# PROMPT
Below are records; how many of their lines hold the string "QueueSettings"? Reply with nothing but the number.

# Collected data
------------------------------------------------------------
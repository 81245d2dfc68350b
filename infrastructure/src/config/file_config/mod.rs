//! Raw TOML configuration data types
//!
//! These structs represent the exact structure of the TOML config file.
//! They are deserialized directly and use domain types where appropriate;
//! the `to_*` methods turn them into validated domain and application values.

mod backends;
mod dispatch;
mod emoji;
mod logging;
mod output;
mod prompt;
mod queue;

pub use backends::FileBackendConfig;
pub use dispatch::{FileDispatchConfig, FileReplyConfig};
pub use emoji::FileEmojiConfig;
pub use logging::FileLoggingConfig;
pub use output::{FileOutputConfig, FileReplaceRule};
pub use prompt::FilePromptConfig;
pub use queue::{FileQueueConfig, FileSlotConfig};

use regex::Regex;
use serde::{Deserialize, Serialize};
use std::time::Duration;
use turnstile_application::{QueueSettings, TurnParams};
use turnstile_domain::{
    BackendDescriptor, ConversationKey, DomainError, MessageFilter, MixedSlot, NormalizerOptions,
    OutputSequencer, PayloadBuilder, ReplaceRule, ReplaceRules, ReplyNormalizer, TagAwareSplitter,
    TriggerRange,
};

/// Severity level of a configuration issue.
#[derive(Debug, Clone, Copy, PartialEq, Eq)]
pub enum Severity {
    /// Fatal: the configuration cannot work at all.
    Error,
    /// Non-fatal: the configuration works but may not behave as expected.
    Warning,
}

/// A detected issue in the configuration.
#[derive(Debug, Clone, PartialEq)]
pub struct ConfigIssue {
    pub severity: Severity,
    /// Dotted path of the offending field, e.g. `queue.slot_size`.
    pub field: String,
    pub message: String,
}

impl ConfigIssue {
    fn error(field: impl Into<String>, message: impl Into<String>) -> Self {
        Self {
            severity: Severity::Error,
            field: field.into(),
            message: message.into(),
        }
    }

    fn warning(field: impl Into<String>, message: impl Into<String>) -> Self {
        Self {
            severity: Severity::Warning,
            field: field.into(),
            message: message.into(),
        }
    }
}

/// Complete file configuration (raw TOML structure)
#[derive(Debug, Clone, Default, PartialEq, Serialize, Deserialize)]
#[serde(default)]
pub struct FileConfig {
    /// Window, trigger and slot settings
    pub queue: FileQueueConfig,
    /// Normalizer compatibility settings
    pub reply: FileReplyConfig,
    /// Sequencing and pacing settings
    pub output: FileOutputConfig,
    /// System prompt and bot identity
    pub prompt: FilePromptConfig,
    /// Timeouts, attempts and sampling
    pub dispatch: FileDispatchConfig,
    /// Backend pool, in round-robin order
    pub backends: Vec<FileBackendConfig>,
    pub emoji: FileEmojiConfig,
    pub logging: FileLoggingConfig,
}

impl FileConfig {
    /// Validate the entire configuration, returning all detected issues.
    ///
    /// Errors make the configuration unusable; warnings only flag behavior
    /// the operator probably did not intend.
    pub fn validate(&self) -> Vec<ConfigIssue> {
        let mut issues = Vec::new();

        // 1. Queue bounds
        let queue = &self.queue;
        if queue.slot_size == 0 {
            issues.push(ConfigIssue::error(
                "queue.slot_size",
                DomainError::InvalidSlotSize.to_string(),
            ));
        }
        if let Err(e) = TriggerRange::new(queue.min_trigger_count, queue.max_trigger_count) {
            issues.push(ConfigIssue::error("queue.min_trigger_count", e.to_string()));
        }
        if !(0.0..=1.0).contains(&queue.at_react_possibility) {
            issues.push(ConfigIssue::error(
                "queue.at_react_possibility",
                DomainError::InvalidProbability(queue.at_react_possibility).to_string(),
            ));
        }
        if let Err(e) = self.slot_routing_check() {
            issues.push(ConfigIssue::error("queue.slots", e.to_string()));
        }

        // 2. Regex patterns
        if let Err(e) = Regex::new(&self.output.sentence_pattern) {
            issues.push(ConfigIssue::error(
                "output.sentence_pattern",
                DomainError::invalid_pattern(&self.output.sentence_pattern, &e).to_string(),
            ));
        }
        for (i, rule) in self.output.replace.iter().enumerate() {
            if let Err(e) = Regex::new(&rule.pattern) {
                issues.push(ConfigIssue::error(
                    format!("output.replace[{}].pattern", i),
                    DomainError::invalid_pattern(&rule.pattern, &e).to_string(),
                ));
            }
        }

        // 3. Dispatch
        if self.dispatch.attempts == 0 {
            issues.push(ConfigIssue::error(
                "dispatch.attempts",
                "attempts must be at least 1",
            ));
        }

        // 4. Backends
        for (i, backend) in self.backends.iter().enumerate() {
            if backend.model.trim().is_empty() {
                issues.push(ConfigIssue::error(
                    format!("backends[{}].model", i),
                    "model name cannot be empty",
                ));
            }
        }
        for (i, backend) in self.backends.iter().enumerate() {
            if backend.enabled
                && let Some(var) = backend.key_env()
                && backend.to_descriptor(i).api_key.is_none()
            {
                issues.push(ConfigIssue::warning(
                    format!("backends[{}].api_key", i),
                    format!("no API key configured and ${} is not set", var),
                ));
            }
        }
        if !self.backends.iter().any(|b| b.enabled) {
            issues.push(ConfigIssue::warning(
                "backends",
                "no enabled backends; every dispatch will fail",
            ));
        }

        issues
    }

    pub fn has_errors(issues: &[ConfigIssue]) -> bool {
        issues.iter().any(|i| i.severity == Severity::Error)
    }

    // ==================== Conversions ====================

    pub fn to_queue_settings(&self) -> Result<QueueSettings, DomainError> {
        let queue = &self.queue;
        let settings = QueueSettings::new(
            queue.slot_size,
            queue.min_trigger_count,
            queue.max_trigger_count,
        )?;
        Ok(settings
            .with_slots(self.mixed_slots(), queue.apply_to_all_matching)?
            .with_filter(MessageFilter::new(queue.filter.iter().cloned())))
    }

    pub fn to_turn_params(&self) -> Result<TurnParams, DomainError> {
        let p = self.queue.at_react_possibility;
        if !(0.0..=1.0).contains(&p) {
            return Err(DomainError::InvalidProbability(p));
        }
        let timeout = (self.dispatch.timeout_seconds > 0)
            .then(|| Duration::from_secs(self.dispatch.timeout_seconds));
        Ok(TurnParams {
            at_react_possibility: p,
            dispatch_timeout: timeout,
            dispatch_attempts: self.dispatch.attempts,
            temperature: self.dispatch.temperature,
            words_per_second: self.output.words_per_second,
            bot_id: self.prompt.bot_id.clone(),
            bot_name: self.prompt.bot_name.clone(),
        })
    }

    pub fn to_normalizer(&self) -> Result<ReplyNormalizer, DomainError> {
        Ok(ReplyNormalizer::new(NormalizerOptions {
            allow_error_format: self.reply.allow_error_format,
            trigger_range: TriggerRange::new(
                self.queue.min_trigger_count,
                self.queue.max_trigger_count,
            )?,
        }))
    }

    pub fn to_sequencer(&self) -> Result<OutputSequencer, DomainError> {
        let splitter = TagAwareSplitter::new(&self.output.sentence_pattern)?;
        let rules = self
            .output
            .replace
            .iter()
            .map(|r| ReplaceRule::new(&r.pattern, r.replacement.clone()))
            .collect::<Result<Vec<_>, _>>()?;
        Ok(OutputSequencer::new(
            splitter,
            ReplaceRules::new(rules),
            self.output.words_per_second,
        ))
    }

    pub fn to_payload_builder(&self) -> std::io::Result<PayloadBuilder> {
        let builder = PayloadBuilder::new(self.prompt.load_system_prompt()?)
            .with_retained_images(self.prompt.retained_images);
        Ok(match &self.prompt.priming {
            Some(priming) => builder.with_priming(priming.clone()),
            None => builder,
        })
    }

    pub fn backend_descriptors(&self) -> Vec<BackendDescriptor> {
        self.backends
            .iter()
            .enumerate()
            .map(|(i, b)| b.to_descriptor(i))
            .collect()
    }

    fn mixed_slots(&self) -> Vec<MixedSlot> {
        self.queue
            .slots
            .iter()
            .map(|s| {
                MixedSlot::new(
                    s.name.clone(),
                    s.members.iter().map(|m| ConversationKey::new(m.as_str())).collect(),
                )
            })
            .collect()
    }

    fn slot_routing_check(&self) -> Result<(), DomainError> {
        turnstile_domain::SlotRouting::new(self.mixed_slots(), self.queue.apply_to_all_matching)
            .map(|_| ())
    }
}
------------------------------------------------------------
# EXPECTED OUTPUT
3